Latent tuberculosis infection, or LTBI, is a hidden part of the TB problem: people carry the bacteria without symptoms but can develop active TB later. In South Africa, where TB is common, LTBI has received far less attention than active disease, even though treating LTBI can prevent future illness. To illuminate how communities understand and respond to this hidden risk, researcher Lindiwe Modest Faye and colleagues carried out a community survey in the King Sabatha Dalindyebo Local Municipality, Eastern Cape. The team focused on adults living in this high-burden rural area and used a structured questionnaire to measure basic knowledge of LTBI, how worried people were about progression to active TB, what consequences they believed could follow untreated LTBI, and what barriers they faced when it came to treatment. By asking about both feelings and facts, the study aimed to see whether concern translated into accurate knowledge and into action — getting preventive treatment. The work highlights questions about where information gaps and barriers exist in a hard-hit, rural South African setting.

The study used a cross-sectional, community-based design and analyzed responses with descriptive statistics, chi-square tests, and Pearson correlation, presenting results by age and other demographic subgroups. Awareness of LTBI varied by age: the highest awareness was reported among 20–29-year-olds (52.7%; 95% CI: 44.7–60.7; p = 0.5625) and the lowest among those aged 50–59 (15.8%; 95% CI: 5.5–37.6; p = 0.0044). Belief that LTBI requires treatment was strongest in people under 20 (66.7%) and in the 20–29 group (62.3%; 95% CI: 54.2–69.8; p = 0.0036), yet actual treatment uptake was low across every age band, peaking at 14.8% (95% CI: 5.9–32.5; p = 0.0003) among 30–39-year-olds. Concern that LTBI could progress to active TB was common (75.1%; 95% CI: 69.3–80.1; p < 0.0001), but only 38.3% correctly identified the full consequences of untreated LTBI (p = 0.0012). The most-cited barrier to care was lack of awareness (62.4%; 95% CI: 56.2–68.3; p < 0.0001). Correlation analysis showed a weak but significant link between understanding consequences and fewer informational barriers (r = 0.186; 95% CI: 0.064–0.307; p = 0.0035), while emotional concern did not align significantly with accurate knowledge or behavior.

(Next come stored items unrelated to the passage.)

// SPDX-License-Identifier: Parity-7.0.0 OR PolyForm-Noncommercial-1.0.0
//! Render target sets map to cached framebuffer objects.

#[cfg(target_arch = "wasm32")]
wasm_bindgen_test::wasm_bindgen_test_configure!(run_in_browser);

use bound_state::driver::{FramebufferId, FramebufferStatus, TextureId};
use bound_state::imp::{Call, CallLog, RecordingDriver};
use bound_state::resources::{Texture, TextureDescription};
use bound_state::{CommandList, DeviceConfig, Error, GraphicsDevice};
use std::sync::Arc;

fn device(primary: RecordingDriver) -> (Arc<GraphicsDevice<RecordingDriver>>, CallLog) {
    let log = primary.log();
    let device = GraphicsDevice::new(primary, RecordingDriver::new(), DeviceConfig::default());
    device.begin();
    (device, log)
}

fn color(id: u32) -> Texture {
    Texture::from_existing(TextureDescription::render_target(32, 32), TextureId(id), "color")
}

fn gen_count(log: &CallLog) -> usize {
    log.count(|c| matches!(c, Call::GenFramebuffer(_)))
}

#[test]
#[cfg_attr(target_arch = "wasm32", wasm_bindgen_test::wasm_bindgen_test)]
fn same_targets_reuse_one_framebuffer() {
    let (device, log) = device(RecordingDriver::new());
    let mut list = CommandList::new(&device).unwrap();
    let a = color(100);
    let b = color(101);
    let depth = Texture::from_existing(
        TextureDescription::depth_stencil(32, 32, true),
        TextureId(102),
        "depth",
    );

    list.set_render_targets(Some(&depth), &[&a, &b]).unwrap();
    assert_eq!(gen_count(&log), 1);
    let framebuffer = list.bound_state().bound_framebuffer();
    assert_ne!(framebuffer, FramebufferId::WINDOW);

    log.clear();
    list.set_render_targets(Some(&depth), &[&a, &b]).unwrap();
    assert!(log.is_empty(), "rebinding the bound set is free");

    list.reset_targets();
    assert_eq!(log.take(), vec![Call::BindFramebuffer(FramebufferId::WINDOW)]);
    list.set_render_targets(Some(&depth), &[&a, &b]).unwrap();
    assert_eq!(log.take(), vec![Call::BindFramebuffer(framebuffer)]);

    //order is part of the key
    list.set_render_targets(Some(&depth), &[&b, &a]).unwrap();
    assert_eq!(gen_count(&log), 1);
    assert_ne!(list.bound_state().bound_framebuffer(), framebuffer);
    assert_eq!(device.framebuffers().len(), 3);
}

#[test]
#[cfg_attr(target_arch = "wasm32", wasm_bindgen_test::wasm_bindgen_test)]
fn window_target_needs_no_framebuffer() {
    let (device, log) = device(RecordingDriver::new());
    let mut list = CommandList::new(&device).unwrap();
    let window = device.window_texture().clone();
    log.clear();
    list.set_render_targets(None, &[&window]).unwrap();
    assert!(log.is_empty());
    assert_eq!(list.bound_state().bound_framebuffer(), FramebufferId::WINDOW);

    let depth = Texture::from_existing(
        TextureDescription::depth_stencil(1, 1, false),
        TextureId(7),
        "depth",
    );
    assert!(matches!(
        list.set_render_targets(Some(&depth), &[&window]),
        Err(Error::WindowTargetWithDepth)
    ));
    assert!(log.is_empty());
}

#[test]
#[cfg_attr(target_arch = "wasm32", wasm_bindgen_test::wasm_bindgen_test)]
fn incomplete_framebuffers_are_not_cached() {
    let mut primary = RecordingDriver::new();
    primary.set_framebuffer_status(FramebufferStatus::Unsupported);
    let (device, log) = device(primary);
    let mut list = CommandList::new(&device).unwrap();
    log.clear();

    let err = list.set_render_targets(None, &[&color(5)]).unwrap_err();
    assert!(matches!(
        err,
        Error::IncompleteFramebuffer {
            color_count: 1,
            first_color: Some(TextureId(5)),
            depth: None,
            status: FramebufferStatus::Unsupported,
        }
    ));
    let calls = log.take();
    let created = calls.iter().find_map(|c| match c {
        Call::GenFramebuffer(id) => Some(*id),
        _ => None,
    });
    let Some(created) = created else {
        panic!("no framebuffer was generated");
    };
    assert!(calls.contains(&Call::DeleteFramebuffer(created)));
    assert_eq!(calls.last(), Some(&Call::BindFramebuffer(FramebufferId::WINDOW)));
    assert_eq!(device.framebuffers().len(), 1);
    assert_eq!(list.bound_state().bound_framebuffer(), FramebufferId::WINDOW);
}

#[test]
#[cfg_attr(target_arch = "wasm32", wasm_bindgen_test::wasm_bindgen_test)]
fn losing_the_context_forgets_framebuffers() {
    let (device, log) = device(RecordingDriver::new());
    let mut list = CommandList::new(&device).unwrap();
    let target = color(60);
    list.set_render_targets(None, &[&target]).unwrap();
    list.reset_targets();
    drop(list);

    device.on_destroyed();
    assert_eq!(device.framebuffers().len(), 1);
    let mut list = CommandList::new(&device).unwrap();
    list.set_render_targets(None, &[&target]).unwrap();
    assert_eq!(gen_count(&log), 2);
    list.reset_targets();
    drop(list);

    log.clear();
    {
        let context = device.use_creation_context();
        device.framebuffers().delete_all(&mut *context.driver());
    }
    assert_eq!(log.count(|c| matches!(c, Call::DeleteFramebuffer(_))), 1);
    assert_eq!(device.framebuffers().len(), 1);
}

Together, these findings point to a striking mismatch: people are often worried about latent TB, but that worry does not reliably lead to correct knowledge or to getting preventive treatment. The study suggests that concern alone is not enough; accurate information and accessible care are necessary to turn awareness into action. For communities like King Sabatha Dalindyebo, the authors conclude that improving community education, tackling stigma that may deter people from seeking care, and tailoring messages to different age groups are important steps. Age-sensitive messaging could address the low awareness seen in older adults while reinforcing treatment benefits for younger groups who already feel treatment is necessary. By closing information gaps and lowering barriers — especially the informational barrier identified as most common — health programs can better engage people living with LTBI and reduce the number who progress to active TB, supporting broader TB prevention goals in rural South Africa.

Public Health Impact

Targeted education and clearer information about LTBI could reduce the main informational barrier and increase preventive treatment uptake. Increasing accurate knowledge and lowering stigma would help prevent progression to active TB and reduce the local disease burden.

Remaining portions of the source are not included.